**Exercise aim**
Scan the entries for the word "super" and return every line that has it.

((

use std::collections::BTreeMap;
use std::path::{Path, PathBuf};

use curate_common::column_values;
use curate_ingest::read_metadata_csv;
use curate_model::{ColumnConfig, ConfigError};
use curate_output::{DelimitedOptions, write_delimited};
use polars::prelude::*;
use tracing::{debug, info};

use crate::error::{Result, StoreError};

/// Source and processed views of one metadata table.
#[derive(Debug, Clone)]
pub struct MetadataStore {
    source: DataFrame,
    pub(crate) processed: DataFrame,
    source_columns: ColumnConfig,
    pub(crate) columns: ColumnConfig,
}

impl MetadataStore {
    /// Builds a store over an in-memory table.
    pub fn from_frame(source: DataFrame, columns: ColumnConfig) -> Result<Self> {
        let headers = frame_headers(&source);
        columns.validate(&headers)?;
        info!(
            rows = source.height(),
            columns = source.width(),
            path_column = %columns.path,
            label_column = %columns.label,
            "metadata store ready"
        );
        Ok(Self {
            processed: source.clone(),
            source,
            source_columns: columns.clone(),
            columns,
        })
    }

    /// Loads a delimited file and builds a store over it.
    pub fn from_csv(path: &Path, separator: u8, columns: ColumnConfig) -> Result<Self> {
        let source = read_metadata_csv(path, separator).map_err(|err| ConfigError::InvalidSource {
            path: path.to_path_buf(),
            message: err.to_string(),
        })?;
        Self::from_frame(source, columns)
    }

    pub fn source(&self) -> &DataFrame {
        &self.source
    }

    pub fn processed(&self) -> &DataFrame {
        &self.processed
    }

    pub fn columns(&self) -> &ColumnConfig {
        &self.columns
    }

    pub fn height(&self) -> usize {
        self.processed.height()
    }

    pub fn is_empty(&self) -> bool {
        self.processed.height() == 0
    }

    /// Resets the processed view (and any column renames) to the source.
    pub fn revert_to_original(&mut self) -> &DataFrame {
        self.processed = self.source.clone();
        self.columns = self.source_columns.clone();
        debug!(rows = self.processed.height(), "reverted to source metadata");
        &self.processed
    }

    /// Keeps only `names`, in the given order.
    pub fn keep_columns(&mut self, names: &[String]) -> Result<()> {
        for name in names {
            self.require_column(name)?;
        }
        self.processed = self.processed.select(names.iter().map(String::as_str))?;
        Ok(())
    }

    /// Renames columns of the processed view (`old -> new`).
    ///
    /// Configured roles follow their column.
    pub fn rename_columns(&mut self, renames: &BTreeMap<String, String>) -> Result<()> {
        for old in renames.keys() {
            self.require_column(old)?;
        }
        for (old, new) in renames {
            self.processed.rename(old, new.as_str().into())?;
            self.columns.apply_rename(old, new);
        }
        Ok(())
    }

    /// A copy of the processed view restricted to `names`.
    pub fn view_columns(&self, names: &[String]) -> Result<DataFrame> {
        for name in names {
            self.require_column(name)?;
        }
        Ok(self.processed.select(names.iter().map(String::as_str))?)
    }

    /// Path column of the processed view, nulls as `None`.
    pub fn path_values(&self) -> Result<Vec<Option<PathBuf>>> {
        Ok(self
            .column_text(&self.columns.path)?
            .into_iter()
            .map(|value| value.map(PathBuf::from))
            .collect())
    }

    /// Label column of the processed view, nulls as `None`.
    pub fn label_values(&self) -> Result<Vec<Option<String>>> {
        self.column_text(&self.columns.label)
    }

    /// Writes the processed view as a delimited file.
    pub fn write(&self, path: &Path, options: &DelimitedOptions) -> Result<PathBuf> {
        Ok(write_delimited(&self.processed, path, options)?)
    }

    pub(crate) fn require_column(&self, name: &str) -> Result<()> {
        if self.processed.get_column_index(name).is_none() {
            return Err(StoreError::ColumnNotFound {
                column: name.to_string(),
            });
        }
        Ok(())
    }

    pub(crate) fn column_text(&self, name: &str) -> Result<Vec<Option<String>>> {
        self.require_column(name)?;
        Ok(column_values(&self.processed, name)?)
    }

    /// Replaces a column of the processed view, keeping its position.
    pub(crate) fn replace_column(&mut self, series: Series) -> Result<()> {
        if series.len() != self.processed.height() {
            return Err(StoreError::LengthMismatch {
                column: series.name().to_string(),
                expected: self.processed.height(),
                actual: series.len(),
            });
        }
        self.processed.with_column(series)?;
        Ok(())
    }

    /// Keeps the rows whose flag is set.
    pub(crate) fn retain_rows(&mut self, keep: &[bool]) -> Result<usize> {
        let before = self.processed.height();
        let mask = BooleanChunked::from_slice("keep".into(), keep);
        self.processed = self.processed.filter(&mask)?;
        Ok(before - self.processed.height())
    }
}

fn frame_headers(df: &DataFrame) -> Vec<String> {
    df.get_column_names()
        .iter()
        .map(|name| name.to_string())
        .collect()
}
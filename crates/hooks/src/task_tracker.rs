#![forbid(unsafe_code)]

use pace_core::{Request, Response};

// Sync with the external task manager is not wired up; the hook only acknowledges.
pub fn handle(_request: &Request) -> Response {
    Response::new().with("status", "tracked")
}
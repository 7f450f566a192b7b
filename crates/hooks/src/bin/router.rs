#![forbid(unsafe_code)]

use std::process::ExitCode;

fn main() -> ExitCode {
    pace_hooks::run_hook(pace_hooks::HookKind::PathRouter)
}
#![forbid(unsafe_code)]

use std::process::ExitCode;

fn main() -> ExitCode {
    pace_hooks::run_hook(pace_hooks::HookKind::ContextEnhancer)
}
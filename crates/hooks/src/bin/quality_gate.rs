#![forbid(unsafe_code)]

use std::process::ExitCode;

fn main() -> ExitCode {
    pace_hooks::run_hook(pace_hooks::HookKind::QualityGate)
}
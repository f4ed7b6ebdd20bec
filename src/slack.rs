//! A client for the subset of Slack's Web API we need: posting messages and
//! threaded replies, listing users, and the lifecycle of a channel.
//!
//! Every operation is a method on [SlackClient]. See [api].

pub mod api;
pub mod auth;
pub mod block;
pub mod channel;
pub mod error;
pub mod message;
pub mod user;

#[cfg(test)]
mod testing;

pub use api::{SlackClient, SlackResponse, API_BASE};
pub use auth::SlackAccessToken;
pub use block::{Block, ImageBlock};
pub use channel::{ChannelId, ChannelName};
pub use error::SlackError;
pub use message::MessageTs;
pub use user::{SlackUser, UserDirectory, UserId};
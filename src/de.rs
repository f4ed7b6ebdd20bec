//! Deserialisation helpers for Slack's `ok` envelope flag.
//!
//! Slack's responses share one shape regardless of outcome, so we tell the
//! success and failure variants of the response envelope apart by
//! rejecting the wrong value of `ok` during deserialisation.

use serde::de::{Deserialize, Deserializer, Error};

/// Accept `ok: true` only.
pub fn ok_true<'a, D>(deserializer: D) -> Result<bool, D::Error>
where
    D: Deserializer<'a>,
{
    expect_ok(deserializer, true)
}

/// Accept `ok: false` only.
pub fn ok_false<'a, D>(deserializer: D) -> Result<bool, D::Error>
where
    D: Deserializer<'a>,
{
    expect_ok(deserializer, false)
}

fn expect_ok<'a, D>(deserializer: D, expected: bool) -> Result<bool, D::Error>
where
    D: Deserializer<'a>,
{
    let ok = bool::deserialize(deserializer)?;

    if ok == expected {
        Ok(ok)
    } else {
        Err(Error::custom(format!("unexpected envelope: ok is {}", ok)))
    }
}
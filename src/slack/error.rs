use std::{error::Error, fmt};

/// Sum type representing every way a call to Slack can fail.
///
/// There are two kinds of failure. Slack itself may reject a call by
/// answering `ok: false`, in which case we have an API error and usually a
/// machine-readable code such as `channel_already_exists`. Otherwise
/// something went wrong before Slack could tell us anything, a transport
/// fault.
///
/// Endpoint methods wrap API errors in [SlackError::Context] naming the
/// operation that failed. Transport faults reach the caller unwrapped.
#[derive(Debug)]
pub enum SlackError {
    /// The request couldn't be sent or the response wasn't valid JSON.
    APIRequestFailed(reqwest::Error),
    RequestEncodingFailed(serde_urlencoded::ser::Error),
    BlockEncodingFailed(serde_json::Error),
    /// Slack answered `ok: false` with the enclosed error code.
    APIResponseError(String),
    /// Slack answered `ok: false` without saying why.
    APIResponseMissingError,
    Context(&'static str, Box<SlackError>),
}

impl SlackError {
    /// Annotate the error with the operation that was being attempted.
    pub fn context(self, ctx: &'static str) -> Self {
        SlackError::Context(ctx, Box::new(self))
    }

    /// The underlying error, looking through any context.
    pub fn root(&self) -> &SlackError {
        match self {
            SlackError::Context(_, e) => e.root(),
            e => e,
        }
    }

    /// The error code reported by Slack, if Slack reported one.
    ///
    /// ```
    /// use crs_slack::slack::SlackError;
    ///
    /// let e = SlackError::APIResponseError("channel_not_found".into())
    ///     .context("Error archiving conversation");
    /// assert_eq!(e.code(), Some("channel_not_found"));
    /// ```
    pub fn code(&self) -> Option<&str> {
        match self.root() {
            SlackError::APIResponseError(code) => Some(code),
            _ => None,
        }
    }

    /// Whether the failure happened below Slack's own envelope.
    pub fn is_transport_fault(&self) -> bool {
        matches!(
            self.root(),
            SlackError::APIRequestFailed(_)
                | SlackError::RequestEncodingFailed(_)
                | SlackError::BlockEncodingFailed(_)
        )
    }
}

impl From<reqwest::Error> for SlackError {
    fn from(e: reqwest::Error) -> Self {
        SlackError::APIRequestFailed(e)
    }
}

impl From<serde_urlencoded::ser::Error> for SlackError {
    fn from(e: serde_urlencoded::ser::Error) -> Self {
        SlackError::RequestEncodingFailed(e)
    }
}

impl From<serde_json::Error> for SlackError {
    fn from(e: serde_json::Error) -> Self {
        SlackError::BlockEncodingFailed(e)
    }
}

impl fmt::Display for SlackError {
    fn fmt(&self, f: &mut fmt::Formatter<'_>) -> fmt::Result {
        match self {
            SlackError::APIRequestFailed(e) => write!(f, "Slack API request failed: {}", e),
            SlackError::RequestEncodingFailed(e) => {
                write!(f, "Failed to encode Slack API parameters: {}", e)
            }
            SlackError::BlockEncodingFailed(e) => write!(f, "Failed to encode Slack blocks: {}", e),
            SlackError::APIResponseError(e) => write!(f, "Slack API returned error: {}", e),
            SlackError::APIResponseMissingError => write!(f, "Slack API failed to return error."),
            SlackError::Context(ctx, e) => write!(f, "{}: {}", ctx, e),
        }
    }
}

impl Error for SlackError {
    fn source(&self) -> Option<&(dyn Error + 'static)> {
        match self {
            SlackError::APIRequestFailed(e) => Some(e),
            SlackError::RequestEncodingFailed(e) => Some(e),
            SlackError::BlockEncodingFailed(e) => Some(e),
            SlackError::Context(_, e) => Some(e.as_ref()),
            SlackError::APIResponseError(_) | SlackError::APIResponseMissingError => None,
        }
    }
}
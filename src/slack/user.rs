//! Look up the people in a workspace by the name they go by in Slack.

use super::{api::*, error::SlackError};
use serde::{Deserialize, Serialize};
use serde_with::{serde_as, DefaultOnNull};
use std::{collections::HashMap, fmt};

/// Users are referred to by ID across Slack's API, e.g. `U08RW7MHUG6`.
#[derive(Clone, Debug, PartialEq, Eq, Hash, Serialize, Deserialize)]
pub struct UserId(pub String);

impl fmt::Display for UserId {
    fn fmt(&self, f: &mut fmt::Formatter<'_>) -> fmt::Result {
        write!(f, "{}", self.0)
    }
}

/// The parts of a Slack user we care about.
#[derive(Clone, Debug, PartialEq, Eq)]
pub struct SlackUser {
    pub id: UserId,
    /// As per [clean_display_name].
    pub display_name: String,
    /// The account name, e.g. `user.name`.
    pub name: String,
    pub real_name: String,
}

/// Maps cleaned display names to users.
///
/// Display names aren't unique in Slack, and two which differ only in
/// spacing collapse to the same key here. In that case whichever user Slack
/// listed last wins.
pub type UserDirectory = HashMap<String, SlackUser>;

/// <https://api.slack.com/methods/users.list#examples>
#[derive(Deserialize)]
struct ListResponse {
    #[allow(dead_code)]
    #[serde(deserialize_with = "crate::de::ok_true")]
    ok: bool,
    members: Vec<Member>,
}

/// The metadata we care about per-user within [ListResponse]. Slack omits
/// some of these for some kinds of account, and sends `null` for others.
#[serde_as]
#[derive(Deserialize)]
struct Member {
    id: UserId,
    #[serde_as(as = "DefaultOnNull")]
    #[serde(default)]
    name: String,
    #[serde_as(as = "DefaultOnNull")]
    #[serde(default)]
    real_name: String,
    #[serde_as(as = "DefaultOnNull")]
    #[serde(default)]
    is_bot: bool,
    #[serde_as(as = "DefaultOnNull")]
    #[serde(default)]
    deleted: bool,
    #[serde_as(as = "DefaultOnNull")]
    #[serde(default)]
    profile: Profile,
}

#[serde_as]
#[derive(Deserialize, Default)]
struct Profile {
    #[serde_as(as = "DefaultOnNull")]
    #[serde(default)]
    display_name: String,
}

impl SlackClient {
    /// Get every active human in the workspace, keyed by display name.
    ///
    /// The directory is built afresh on every call.
    pub async fn users_list(&self) -> Result<UserDirectory, SlackError> {
        let res: ListResponse = self
            .get("users.list", NO_PARAMS)
            .await
            .map_err(|e| self.fail("Error fetching users", e))?;

        Ok(to_directory(res.members))
    }
}

/// Strip every whitespace character from a display name, wherever it
/// appears. This includes the ideographic (full-width) space, which people
/// commonly put between family and given names.
///
/// ```
/// use crs_slack::slack::user::clean_display_name;
///
/// assert_eq!(clean_display_name(" ユーザー\u{3000}サンプル "), "ユーザーサンプル");
/// ```
pub fn clean_display_name(name: &str) -> String {
    name.chars().filter(|c| !c.is_whitespace()).collect()
}

/// Drop bots, deleted accounts, and anyone without a display name.
fn to_directory(members: Vec<Member>) -> UserDirectory {
    members
        .into_iter()
        .filter(|m| !m.is_bot && !m.deleted)
        .filter_map(|m| {
            let display_name = clean_display_name(&m.profile.display_name);
            if display_name.is_empty() {
                return None;
            }

            let user = SlackUser {
                id: m.id,
                display_name: display_name.clone(),
                name: m.name,
                real_name: m.real_name,
            };

            Some((display_name, user))
        })
        .collect()
}
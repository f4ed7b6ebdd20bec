//! Manage the lifecycle of Slack channels: create them, invite people into
//! them, and archive them.

use super::{api::*, error::SlackError, user::UserId};
use serde::{Deserialize, Serialize};
use serde_json::Value;
use std::fmt;

/// Channel names as are visible in the Slack UI, without the leading hash.
/// Slack expects these to be lowercase, without spaces or periods.
#[derive(Clone, Debug, PartialEq, Eq, Hash, Serialize, Deserialize)]
pub struct ChannelName(pub String);

/// Format without the surrounding newtype wrapper.
///
/// ```
/// use crs_slack::slack::channel::ChannelName;
///
/// let x = ChannelName("fp".into());
/// assert_eq!(format!("{}", x), "fp");
/// ```
impl fmt::Display for ChannelName {
    fn fmt(&self, f: &mut fmt::Formatter<'_>) -> fmt::Result {
        write!(f, "{}", self.0)
    }
}

/// Because channel names can change, channels are generally referred to by
/// their underlying ID. This can be found in the UI by copying a link to the
/// channel.
#[derive(Clone, Debug, PartialEq, Eq, Hash, Serialize, Deserialize)]
pub struct ChannelId(pub String);

impl fmt::Display for ChannelId {
    fn fmt(&self, f: &mut fmt::Formatter<'_>) -> fmt::Result {
        write!(f, "{}", self.0)
    }
}

/// <https://api.slack.com/methods/conversations.create#args>
#[derive(Serialize)]
struct CreateRequest<'a> {
    name: &'a ChannelName,
    is_private: bool,
}

/// <https://api.slack.com/methods/conversations.invite#args>
#[derive(Serialize)]
struct InviteRequest<'a> {
    channel: &'a ChannelId,
    /// Comma-separated.
    users: String,
}

/// <https://api.slack.com/methods/conversations.archive#args>
#[derive(Serialize)]
struct ArchiveRequest<'a> {
    channel: &'a ChannelId,
}

impl SlackClient {
    /// Create a public channel.
    pub async fn create_channel(&self, name: &ChannelName) -> Result<SlackResponse, SlackError> {
        self.create_channel_with_privacy(name, false).await
    }

    /// Create a channel, which is only visible to its members if `is_private`.
    /// Fails with `name_taken` if the name is already in use.
    pub async fn create_channel_with_privacy(
        &self,
        name: &ChannelName,
        is_private: bool,
    ) -> Result<SlackResponse, SlackError> {
        self.post("conversations.create", &CreateRequest { name, is_private })
            .await
            .map_err(|e| self.fail("Error creating conversation", e))
    }

    pub async fn invite_to_channel(
        &self,
        channel: &ChannelId,
        users: &[UserId],
    ) -> Result<SlackResponse, SlackError> {
        let users = users
            .iter()
            .map(|u| u.0.as_str())
            .collect::<Vec<_>>()
            .join(",");

        self.post("conversations.invite", &InviteRequest { channel, users })
            .await
            .map_err(|e| self.fail("Error inviting users", e))
    }

    pub async fn archive_channel(&self, channel: &ChannelId) -> Result<SlackResponse, SlackError> {
        self.post("conversations.archive", &ArchiveRequest { channel })
            .await
            .map_err(|e| self.fail("Error archiving conversation", e))
    }
}

impl SlackResponse {
    /// The ID of the channel just created.
    pub fn channel_id(&self) -> Option<ChannelId> {
        self.get("channel")
            .and_then(|c| c.get("id"))
            .and_then(Value::as_str)
            .map(|x| ChannelId(x.to_owned()))
    }
}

))

**Output for this task**
use super::{api::*, error::SlackError};
use super::{api::*, error::SlackError, user::UserId};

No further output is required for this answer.